**PROBLEM STATEMENT:** Where a line below holds the string "TransformResult", that line goes into the answer.
************
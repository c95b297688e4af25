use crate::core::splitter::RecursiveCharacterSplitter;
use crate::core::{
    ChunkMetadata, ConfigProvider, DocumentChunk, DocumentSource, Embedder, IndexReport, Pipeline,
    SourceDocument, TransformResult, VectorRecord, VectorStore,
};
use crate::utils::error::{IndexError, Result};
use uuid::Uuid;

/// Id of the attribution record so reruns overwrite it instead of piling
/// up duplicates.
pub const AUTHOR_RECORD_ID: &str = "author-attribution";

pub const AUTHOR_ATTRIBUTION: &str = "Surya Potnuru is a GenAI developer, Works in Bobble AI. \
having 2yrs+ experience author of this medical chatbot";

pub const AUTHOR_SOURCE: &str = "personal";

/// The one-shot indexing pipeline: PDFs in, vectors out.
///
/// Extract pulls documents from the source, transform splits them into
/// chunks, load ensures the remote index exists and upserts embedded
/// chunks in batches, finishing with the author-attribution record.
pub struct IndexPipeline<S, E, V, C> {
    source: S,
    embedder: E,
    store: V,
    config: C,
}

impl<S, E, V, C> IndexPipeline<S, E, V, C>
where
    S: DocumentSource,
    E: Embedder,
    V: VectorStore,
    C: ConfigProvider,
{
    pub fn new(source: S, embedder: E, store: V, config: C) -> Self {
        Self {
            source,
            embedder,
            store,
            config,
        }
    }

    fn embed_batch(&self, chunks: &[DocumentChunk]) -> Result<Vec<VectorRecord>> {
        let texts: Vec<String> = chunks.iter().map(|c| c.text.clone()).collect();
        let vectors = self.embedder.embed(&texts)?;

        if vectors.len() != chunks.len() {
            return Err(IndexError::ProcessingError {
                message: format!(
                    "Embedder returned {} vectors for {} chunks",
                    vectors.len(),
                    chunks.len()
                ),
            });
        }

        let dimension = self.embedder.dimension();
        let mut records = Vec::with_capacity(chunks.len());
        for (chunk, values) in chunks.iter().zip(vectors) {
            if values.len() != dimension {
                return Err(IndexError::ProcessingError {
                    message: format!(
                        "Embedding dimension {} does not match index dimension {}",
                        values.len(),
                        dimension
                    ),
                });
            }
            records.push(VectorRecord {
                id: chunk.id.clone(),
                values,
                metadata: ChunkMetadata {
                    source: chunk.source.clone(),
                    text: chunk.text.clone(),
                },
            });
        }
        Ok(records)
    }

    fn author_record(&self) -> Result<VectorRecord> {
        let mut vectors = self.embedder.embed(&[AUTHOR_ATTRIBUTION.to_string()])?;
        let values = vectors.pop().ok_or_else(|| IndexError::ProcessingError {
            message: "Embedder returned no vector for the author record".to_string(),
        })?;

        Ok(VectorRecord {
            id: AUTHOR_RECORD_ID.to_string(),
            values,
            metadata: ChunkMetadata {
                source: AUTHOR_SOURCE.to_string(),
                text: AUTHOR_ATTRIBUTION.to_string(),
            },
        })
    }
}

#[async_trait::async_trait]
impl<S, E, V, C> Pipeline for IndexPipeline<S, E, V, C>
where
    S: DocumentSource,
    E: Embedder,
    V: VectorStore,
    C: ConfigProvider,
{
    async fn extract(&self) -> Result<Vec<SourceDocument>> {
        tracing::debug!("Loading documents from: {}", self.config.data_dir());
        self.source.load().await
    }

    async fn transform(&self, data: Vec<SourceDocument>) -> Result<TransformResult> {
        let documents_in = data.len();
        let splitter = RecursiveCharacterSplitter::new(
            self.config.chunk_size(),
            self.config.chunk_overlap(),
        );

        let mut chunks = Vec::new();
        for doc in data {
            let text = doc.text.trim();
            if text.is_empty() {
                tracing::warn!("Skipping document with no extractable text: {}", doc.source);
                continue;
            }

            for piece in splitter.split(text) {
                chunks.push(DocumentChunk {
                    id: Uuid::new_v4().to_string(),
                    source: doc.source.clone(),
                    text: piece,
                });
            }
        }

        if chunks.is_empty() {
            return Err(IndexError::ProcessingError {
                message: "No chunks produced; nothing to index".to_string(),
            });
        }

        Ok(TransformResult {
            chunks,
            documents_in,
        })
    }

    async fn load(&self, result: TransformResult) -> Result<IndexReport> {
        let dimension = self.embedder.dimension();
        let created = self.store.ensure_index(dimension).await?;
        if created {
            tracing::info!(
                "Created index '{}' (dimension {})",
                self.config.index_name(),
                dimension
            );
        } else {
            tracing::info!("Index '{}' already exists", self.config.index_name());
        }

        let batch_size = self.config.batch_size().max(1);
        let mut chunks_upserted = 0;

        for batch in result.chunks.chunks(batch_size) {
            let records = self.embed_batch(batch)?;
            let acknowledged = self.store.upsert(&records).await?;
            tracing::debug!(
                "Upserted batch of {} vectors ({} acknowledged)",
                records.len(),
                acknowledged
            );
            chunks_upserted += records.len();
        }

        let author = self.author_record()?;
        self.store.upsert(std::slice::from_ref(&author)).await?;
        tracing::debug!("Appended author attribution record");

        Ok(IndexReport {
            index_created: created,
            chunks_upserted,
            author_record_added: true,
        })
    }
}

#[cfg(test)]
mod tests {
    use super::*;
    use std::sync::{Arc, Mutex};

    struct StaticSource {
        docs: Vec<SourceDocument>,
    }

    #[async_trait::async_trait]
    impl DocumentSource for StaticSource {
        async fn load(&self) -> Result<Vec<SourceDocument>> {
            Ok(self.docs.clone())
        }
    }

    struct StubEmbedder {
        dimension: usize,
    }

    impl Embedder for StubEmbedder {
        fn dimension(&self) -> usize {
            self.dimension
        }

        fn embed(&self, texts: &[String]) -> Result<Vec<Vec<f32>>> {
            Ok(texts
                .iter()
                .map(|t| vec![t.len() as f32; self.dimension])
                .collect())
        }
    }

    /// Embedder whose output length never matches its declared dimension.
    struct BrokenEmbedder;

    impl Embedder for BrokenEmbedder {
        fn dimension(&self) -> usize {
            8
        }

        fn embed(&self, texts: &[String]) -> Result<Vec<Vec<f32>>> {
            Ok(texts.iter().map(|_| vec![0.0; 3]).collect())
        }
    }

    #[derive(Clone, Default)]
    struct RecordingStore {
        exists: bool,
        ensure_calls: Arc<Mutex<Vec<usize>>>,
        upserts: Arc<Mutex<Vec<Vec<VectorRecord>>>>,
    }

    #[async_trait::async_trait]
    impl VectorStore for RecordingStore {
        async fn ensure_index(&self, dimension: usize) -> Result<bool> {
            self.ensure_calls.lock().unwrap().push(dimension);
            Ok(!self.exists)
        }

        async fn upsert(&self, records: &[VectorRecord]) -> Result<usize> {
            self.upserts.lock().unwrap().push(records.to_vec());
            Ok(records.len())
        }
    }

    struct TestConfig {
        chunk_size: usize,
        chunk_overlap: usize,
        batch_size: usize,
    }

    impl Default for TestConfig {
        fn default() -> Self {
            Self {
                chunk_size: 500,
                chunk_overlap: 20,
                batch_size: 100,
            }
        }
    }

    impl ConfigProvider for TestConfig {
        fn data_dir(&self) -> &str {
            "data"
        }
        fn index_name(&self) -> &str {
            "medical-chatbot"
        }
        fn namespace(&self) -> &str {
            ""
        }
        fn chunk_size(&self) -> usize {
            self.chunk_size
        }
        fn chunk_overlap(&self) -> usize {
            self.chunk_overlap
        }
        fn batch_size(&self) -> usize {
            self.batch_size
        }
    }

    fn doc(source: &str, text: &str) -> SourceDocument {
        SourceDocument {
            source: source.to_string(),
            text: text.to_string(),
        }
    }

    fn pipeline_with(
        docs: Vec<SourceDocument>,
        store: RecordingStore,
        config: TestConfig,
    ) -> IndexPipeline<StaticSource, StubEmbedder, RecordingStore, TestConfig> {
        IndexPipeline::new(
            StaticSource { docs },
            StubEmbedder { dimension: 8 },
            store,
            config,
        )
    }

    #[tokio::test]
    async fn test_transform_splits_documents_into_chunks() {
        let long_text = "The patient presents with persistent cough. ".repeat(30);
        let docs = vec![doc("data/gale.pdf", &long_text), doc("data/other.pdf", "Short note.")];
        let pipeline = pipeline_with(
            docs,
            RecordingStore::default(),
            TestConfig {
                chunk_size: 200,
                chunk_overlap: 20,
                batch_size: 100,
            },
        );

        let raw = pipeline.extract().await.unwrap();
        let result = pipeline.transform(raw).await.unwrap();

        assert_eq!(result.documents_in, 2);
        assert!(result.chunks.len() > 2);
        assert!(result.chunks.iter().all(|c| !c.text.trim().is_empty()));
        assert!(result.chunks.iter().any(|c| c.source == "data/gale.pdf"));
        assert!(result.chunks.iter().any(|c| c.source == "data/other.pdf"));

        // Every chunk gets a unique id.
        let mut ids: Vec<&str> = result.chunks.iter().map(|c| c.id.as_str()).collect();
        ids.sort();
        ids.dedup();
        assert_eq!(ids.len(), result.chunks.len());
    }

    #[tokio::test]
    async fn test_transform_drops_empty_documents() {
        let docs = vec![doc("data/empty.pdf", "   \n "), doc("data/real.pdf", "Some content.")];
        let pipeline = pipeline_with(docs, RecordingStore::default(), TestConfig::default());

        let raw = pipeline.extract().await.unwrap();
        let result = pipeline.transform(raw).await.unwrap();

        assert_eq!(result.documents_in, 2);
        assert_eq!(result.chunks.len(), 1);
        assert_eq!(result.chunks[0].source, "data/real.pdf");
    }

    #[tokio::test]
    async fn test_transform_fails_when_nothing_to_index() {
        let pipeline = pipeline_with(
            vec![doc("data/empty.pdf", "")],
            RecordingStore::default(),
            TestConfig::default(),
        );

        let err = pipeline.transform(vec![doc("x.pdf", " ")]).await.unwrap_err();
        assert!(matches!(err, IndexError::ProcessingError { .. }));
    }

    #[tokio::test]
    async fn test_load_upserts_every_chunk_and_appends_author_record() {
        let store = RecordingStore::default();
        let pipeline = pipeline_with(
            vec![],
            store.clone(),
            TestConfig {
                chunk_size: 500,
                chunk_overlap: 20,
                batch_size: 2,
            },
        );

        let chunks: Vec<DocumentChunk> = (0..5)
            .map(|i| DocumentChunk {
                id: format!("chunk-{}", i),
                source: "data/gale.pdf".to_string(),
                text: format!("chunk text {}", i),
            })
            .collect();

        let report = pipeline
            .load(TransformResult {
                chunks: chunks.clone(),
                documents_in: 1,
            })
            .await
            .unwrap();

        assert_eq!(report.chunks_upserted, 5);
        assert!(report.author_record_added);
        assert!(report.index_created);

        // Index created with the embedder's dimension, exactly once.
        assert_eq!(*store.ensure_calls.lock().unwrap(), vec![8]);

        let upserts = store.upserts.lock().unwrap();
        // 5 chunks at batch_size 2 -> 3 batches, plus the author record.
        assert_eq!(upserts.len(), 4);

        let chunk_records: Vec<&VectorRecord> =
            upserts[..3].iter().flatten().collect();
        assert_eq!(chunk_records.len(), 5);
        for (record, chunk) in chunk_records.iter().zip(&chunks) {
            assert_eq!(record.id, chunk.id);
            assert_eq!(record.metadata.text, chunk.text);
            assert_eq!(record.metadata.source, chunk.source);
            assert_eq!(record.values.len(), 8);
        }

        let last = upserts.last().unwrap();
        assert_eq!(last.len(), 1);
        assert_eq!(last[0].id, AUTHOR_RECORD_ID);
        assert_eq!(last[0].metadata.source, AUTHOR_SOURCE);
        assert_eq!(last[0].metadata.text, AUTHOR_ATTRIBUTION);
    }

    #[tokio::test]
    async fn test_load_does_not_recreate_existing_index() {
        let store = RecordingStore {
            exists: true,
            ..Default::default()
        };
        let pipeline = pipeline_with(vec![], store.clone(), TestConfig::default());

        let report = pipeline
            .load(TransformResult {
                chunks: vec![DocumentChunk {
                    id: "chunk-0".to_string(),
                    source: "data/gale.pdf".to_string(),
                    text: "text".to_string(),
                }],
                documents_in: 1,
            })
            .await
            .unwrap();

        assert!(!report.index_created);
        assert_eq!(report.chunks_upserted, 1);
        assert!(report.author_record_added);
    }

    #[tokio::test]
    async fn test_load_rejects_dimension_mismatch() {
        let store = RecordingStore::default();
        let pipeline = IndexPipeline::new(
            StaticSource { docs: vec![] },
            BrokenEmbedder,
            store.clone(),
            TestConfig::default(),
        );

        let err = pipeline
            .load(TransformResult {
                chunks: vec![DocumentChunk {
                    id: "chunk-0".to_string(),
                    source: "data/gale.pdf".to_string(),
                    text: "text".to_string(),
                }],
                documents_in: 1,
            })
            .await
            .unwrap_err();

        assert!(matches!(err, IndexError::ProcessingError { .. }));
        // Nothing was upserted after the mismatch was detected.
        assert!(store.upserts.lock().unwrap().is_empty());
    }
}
************
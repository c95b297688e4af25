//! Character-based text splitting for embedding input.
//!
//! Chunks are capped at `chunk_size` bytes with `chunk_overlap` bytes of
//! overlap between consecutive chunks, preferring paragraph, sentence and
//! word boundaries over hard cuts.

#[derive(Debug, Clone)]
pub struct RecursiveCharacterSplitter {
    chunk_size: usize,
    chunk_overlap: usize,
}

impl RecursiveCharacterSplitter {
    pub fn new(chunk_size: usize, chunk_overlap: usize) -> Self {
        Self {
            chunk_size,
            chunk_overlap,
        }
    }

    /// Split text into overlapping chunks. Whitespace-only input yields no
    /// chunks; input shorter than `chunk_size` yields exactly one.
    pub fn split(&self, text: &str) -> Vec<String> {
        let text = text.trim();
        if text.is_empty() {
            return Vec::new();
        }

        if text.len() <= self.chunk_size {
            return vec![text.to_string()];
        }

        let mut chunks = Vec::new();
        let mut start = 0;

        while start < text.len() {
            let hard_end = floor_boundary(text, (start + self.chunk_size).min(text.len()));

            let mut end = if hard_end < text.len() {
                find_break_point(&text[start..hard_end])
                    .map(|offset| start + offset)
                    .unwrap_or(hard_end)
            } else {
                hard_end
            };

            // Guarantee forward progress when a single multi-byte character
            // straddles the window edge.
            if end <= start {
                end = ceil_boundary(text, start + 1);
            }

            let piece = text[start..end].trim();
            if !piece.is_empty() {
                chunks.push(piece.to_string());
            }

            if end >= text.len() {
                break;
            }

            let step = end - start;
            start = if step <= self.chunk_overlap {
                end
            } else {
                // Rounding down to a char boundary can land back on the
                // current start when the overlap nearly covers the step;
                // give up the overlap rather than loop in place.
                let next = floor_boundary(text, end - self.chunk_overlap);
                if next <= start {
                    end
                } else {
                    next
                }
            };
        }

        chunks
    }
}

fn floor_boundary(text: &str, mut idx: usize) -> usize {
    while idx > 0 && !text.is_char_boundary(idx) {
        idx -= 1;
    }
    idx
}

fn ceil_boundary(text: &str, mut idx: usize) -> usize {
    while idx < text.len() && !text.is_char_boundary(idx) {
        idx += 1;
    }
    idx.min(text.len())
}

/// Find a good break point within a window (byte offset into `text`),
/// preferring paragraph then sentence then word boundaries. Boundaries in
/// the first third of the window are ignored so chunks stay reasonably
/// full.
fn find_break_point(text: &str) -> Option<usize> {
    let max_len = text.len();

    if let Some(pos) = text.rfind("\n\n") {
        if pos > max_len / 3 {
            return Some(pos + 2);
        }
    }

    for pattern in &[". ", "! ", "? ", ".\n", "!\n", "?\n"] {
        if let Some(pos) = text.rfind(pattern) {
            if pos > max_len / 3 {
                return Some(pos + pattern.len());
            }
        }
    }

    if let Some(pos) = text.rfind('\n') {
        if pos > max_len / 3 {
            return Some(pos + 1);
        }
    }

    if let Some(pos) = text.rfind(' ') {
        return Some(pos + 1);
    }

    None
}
************
**RESULT OF THE EXERCISE:**
    SourceDocument, TransformResult, VectorRecord, VectorStore,
    async fn transform(&self, data: Vec<SourceDocument>) -> Result<TransformResult> {
        Ok(TransformResult {
    async fn load(&self, result: TransformResult) -> Result<IndexReport> {
            .load(TransformResult {
            .load(TransformResult {
            .load(TransformResult {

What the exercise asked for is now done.